[Saved data entries]
◆ ◆ ◆ ◆ ◆ ◆ ◆

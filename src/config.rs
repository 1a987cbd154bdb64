//! Demo configuration resolution
//!
//! Resolution priority for the working root:
//! 1. $FILEOPS_ROOT (must exist)
//! 2. Current directory "." (default)
//!
//! $FILEOPS_JSON (`1`, `true`, `yes`) switches the demo report to JSON.

use std::path::PathBuf;

/// Environment variable naming the demo working directory
pub const ROOT_ENV: &str = "FILEOPS_ROOT";

/// Environment variable enabling JSON output
pub const JSON_ENV: &str = "FILEOPS_JSON";

/// Configuration errors
#[derive(Debug, thiserror::Error)]
pub enum ConfigError {
    #[error("root '{0}' does not exist")]
    RootNotFound(String),

    #[error("root '{0}' is not a directory")]
    RootNotDirectory(String),
}

/// Result type for configuration
pub type Result<T> = std::result::Result<T, ConfigError>;

/// Resolved demo settings
#[derive(Debug, Clone, PartialEq)]
pub struct DemoConfig {
    /// Directory the demo files are created in
    pub root: PathBuf,

    /// Print the report as JSON instead of text
    pub json_output: bool,
}

impl Default for DemoConfig {
    fn default() -> Self {
        Self {
            root: PathBuf::from("."),
            json_output: false,
        }
    }
}

impl DemoConfig {
    /// Resolve from the process environment
    pub fn from_env() -> Result<Self> {
        Self::from_lookup(|key| std::env::var(key).ok())
    }

    /// Resolve from an arbitrary variable lookup
    pub fn from_lookup<F>(lookup: F) -> Result<Self>
    where
        F: Fn(&str) -> Option<String>,
    {
        let mut config = Self::default();

        if let Some(root) = lookup(ROOT_ENV).filter(|value| !value.is_empty()) {
            let root_path = PathBuf::from(&root);
            if !root_path.exists() {
                return Err(ConfigError::RootNotFound(root));
            }
            if !root_path.is_dir() {
                return Err(ConfigError::RootNotDirectory(root));
            }
            config.root = root_path;
        }

        config.json_output = lookup(JSON_ENV).map(|value| is_truthy(&value)).unwrap_or(false);

        Ok(config)
    }
}

fn is_truthy(value: &str) -> bool {
    matches!(
        value.trim().to_ascii_lowercase().as_str(),
        "1" | "true" | "yes"
    )
}
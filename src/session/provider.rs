use std::sync::Arc;

use async_trait::async_trait;
use tracing::{debug, warn};
use trip_planner_auth::{Auth, Session};

use super::{Identity, SessionFile, SessionProvider};
use crate::error::Result;

/// [`SessionProvider`] backed by the auth API client.
///
/// With a [`SessionFile`] attached, the session survives restarts: it is
/// written on sign in, removed on sign out, and reloaded by `restore`.
pub struct AuthSession {
    auth: Arc<Auth>,
    file: Option<SessionFile>,
}

impl AuthSession {
    pub fn new(auth: Arc<Auth>) -> Self {
        Self { auth, file: None }
    }

    pub fn with_session_file(mut self, file: SessionFile) -> Self {
        self.file = Some(file);
        self
    }

    pub fn auth(&self) -> &Arc<Auth> {
        &self.auth
    }

    async fn remember(&self, session: &Session) -> Result<()> {
        if let Some(file) = &self.file {
            file.save(session).await?;
        }
        Ok(())
    }

    async fn forget(&self) {
        self.auth.clear_session();
        if let Some(file) = &self.file {
            if let Err(err) = file.clear().await {
                warn!(error = %err, "could not remove session file");
            }
        }
    }
}

#[async_trait]
impl SessionProvider for AuthSession {
    async fn sign_up(&self, email: &str, password: &str) -> Result<Identity> {
        let session = self.auth.sign_up(email, password).await?;
        self.remember(&session).await?;
        Ok(Identity::from(&session.user))
    }

    async fn sign_in(&self, email: &str, password: &str) -> Result<Identity> {
        let session = self.auth.sign_in_with_password(email, password).await?;
        self.remember(&session).await?;
        Ok(Identity::from(&session.user))
    }

    async fn sign_out(&self) -> Result<()> {
        let result = self.auth.sign_out().await;
        self.forget().await;
        result.map_err(Into::into)
    }

    async fn restore(&self) -> Result<Option<Identity>> {
        let session = match self.auth.get_session() {
            Some(session) => session,
            None => match &self.file {
                Some(file) => match file.load().await? {
                    Some(session) => session,
                    None => return Ok(None),
                },
                None => return Ok(None),
            },
        };

        if !session.is_expired() {
            self.auth.set_session(session.clone());
            return Ok(Some(Identity::from(&session.user)));
        }

        debug!(uid = %session.user.id, "stored session expired, refreshing");
        self.auth.set_session(session);
        match self.auth.refresh_session().await {
            Ok(fresh) => {
                self.remember(&fresh).await?;
                Ok(Some(Identity::from(&fresh.user)))
            }
            Err(err) => {
                warn!(error = %err, "refresh failed, discarding stored session");
                self.forget().await;
                Ok(None)
            }
        }
    }
}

◆ ◆ ◆ ◆ ◆ ◆ ◆

### TASK BRIEF
Copy the records. Each line should match exactly.

### EXERCISE OUTPUT
filename src/config.rs
repository 1a987cbd154bdb64
//! Demo configuration resolution
//!
//! Resolution priority for the working root:
//! 1. $FILEOPS_ROOT (must exist)
//! 2. Current directory "." (default)
//!
//! $FILEOPS_JSON (`1`, `true`, `yes`) switches the demo report to JSON.

use std::path::PathBuf;

/// Environment variable naming the demo working directory
pub const ROOT_ENV: &str = "FILEOPS_ROOT";

/// Environment variable enabling JSON output
pub const JSON_ENV: &str = "FILEOPS_JSON";

/// Configuration errors
#[derive(Debug, thiserror::Error)]
pub enum ConfigError {
    #[error("root '{0}' does not exist")]
    RootNotFound(String),

    #[error("root '{0}' is not a directory")]
    RootNotDirectory(String),
}

/// Result type for configuration
pub type Result<T> = std::result::Result<T, ConfigError>;

/// Resolved demo settings
#[derive(Debug, Clone, PartialEq)]
pub struct DemoConfig {
    /// Directory the demo files are created in
    pub root: PathBuf,

    /// Print the report as JSON instead of text
    pub json_output: bool,
}

impl Default for DemoConfig {
    fn default() -> Self {
        Self {
            root: PathBuf::from("."),
            json_output: false,
        }
    }
}

impl DemoConfig {
    /// Resolve from the process environment
    pub fn from_env() -> Result<Self> {
        Self::from_lookup(|key| std::env::var(key).ok())
    }

    /// Resolve from an arbitrary variable lookup
    pub fn from_lookup<F>(lookup: F) -> Result<Self>
    where
        F: Fn(&str) -> Option<String>,
    {
        let mut config = Self::default();

        if let Some(root) = lookup(ROOT_ENV).filter(|value| !value.is_empty()) {
            let root_path = PathBuf::from(&root);
            if !root_path.exists() {
                return Err(ConfigError::RootNotFound(root));
            }
            if !root_path.is_dir() {
                return Err(ConfigError::RootNotDirectory(root));
            }
            config.root = root_path;
        }

        config.json_output = lookup(JSON_ENV).map(|value| is_truthy(&value)).unwrap_or(false);

        Ok(config)
    }
}

fn is_truthy(value: &str) -> bool {
    matches!(
        value.trim().to_ascii_lowercase().as_str(),
        "1" | "true" | "yes"
    )
}
filename src/session/provider.rs
use std::sync::Arc;

use async_trait::async_trait;
use tracing::{debug, warn};
use trip_planner_auth::{Auth, Session};

use super::{Identity, SessionFile, SessionProvider};
use crate::error::Result;

/// [`SessionProvider`] backed by the auth API client.
///
/// With a [`SessionFile`] attached, the session survives restarts: it is
/// written on sign in, removed on sign out, and reloaded by `restore`.
pub struct AuthSession {
    auth: Arc<Auth>,
    file: Option<SessionFile>,
}

impl AuthSession {
    pub fn new(auth: Arc<Auth>) -> Self {
        Self { auth, file: None }
    }

    pub fn with_session_file(mut self, file: SessionFile) -> Self {
        self.file = Some(file);
        self
    }

    pub fn auth(&self) -> &Arc<Auth> {
        &self.auth
    }

    async fn remember(&self, session: &Session) -> Result<()> {
        if let Some(file) = &self.file {
            file.save(session).await?;
        }
        Ok(())
    }

    async fn forget(&self) {
        self.auth.clear_session();
        if let Some(file) = &self.file {
            if let Err(err) = file.clear().await {
                warn!(error = %err, "could not remove session file");
            }
        }
    }
}

#[async_trait]
impl SessionProvider for AuthSession {
    async fn sign_up(&self, email: &str, password: &str) -> Result<Identity> {
        let session = self.auth.sign_up(email, password).await?;
        self.remember(&session).await?;
        Ok(Identity::from(&session.user))
    }

    async fn sign_in(&self, email: &str, password: &str) -> Result<Identity> {
        let session = self.auth.sign_in_with_password(email, password).await?;
        self.remember(&session).await?;
        Ok(Identity::from(&session.user))
    }

    async fn sign_out(&self) -> Result<()> {
        let result = self.auth.sign_out().await;
        self.forget().await;
        result.map_err(Into::into)
    }

    async fn restore(&self) -> Result<Option<Identity>> {
        let session = match self.auth.get_session() {
            Some(session) => session,
            None => match &self.file {
                Some(file) => match file.load().await? {
                    Some(session) => session,
                    None => return Ok(None),
                },
                None => return Ok(None),
            },
        };

        if !session.is_expired() {
            self.auth.set_session(session.clone());
            return Ok(Some(Identity::from(&session.user)));
        }

        debug!(uid = %session.user.id, "stored session expired, refreshing");
        self.auth.set_session(session);
        match self.auth.refresh_session().await {
            Ok(fresh) => {
                self.remember(&fresh).await?;
                Ok(Some(Identity::from(&fresh.user)))
            }
            Err(err) => {
                warn!(error = %err, "refresh failed, discarding stored session");
                self.forget().await;
                Ok(None)
            }
        }
    }
}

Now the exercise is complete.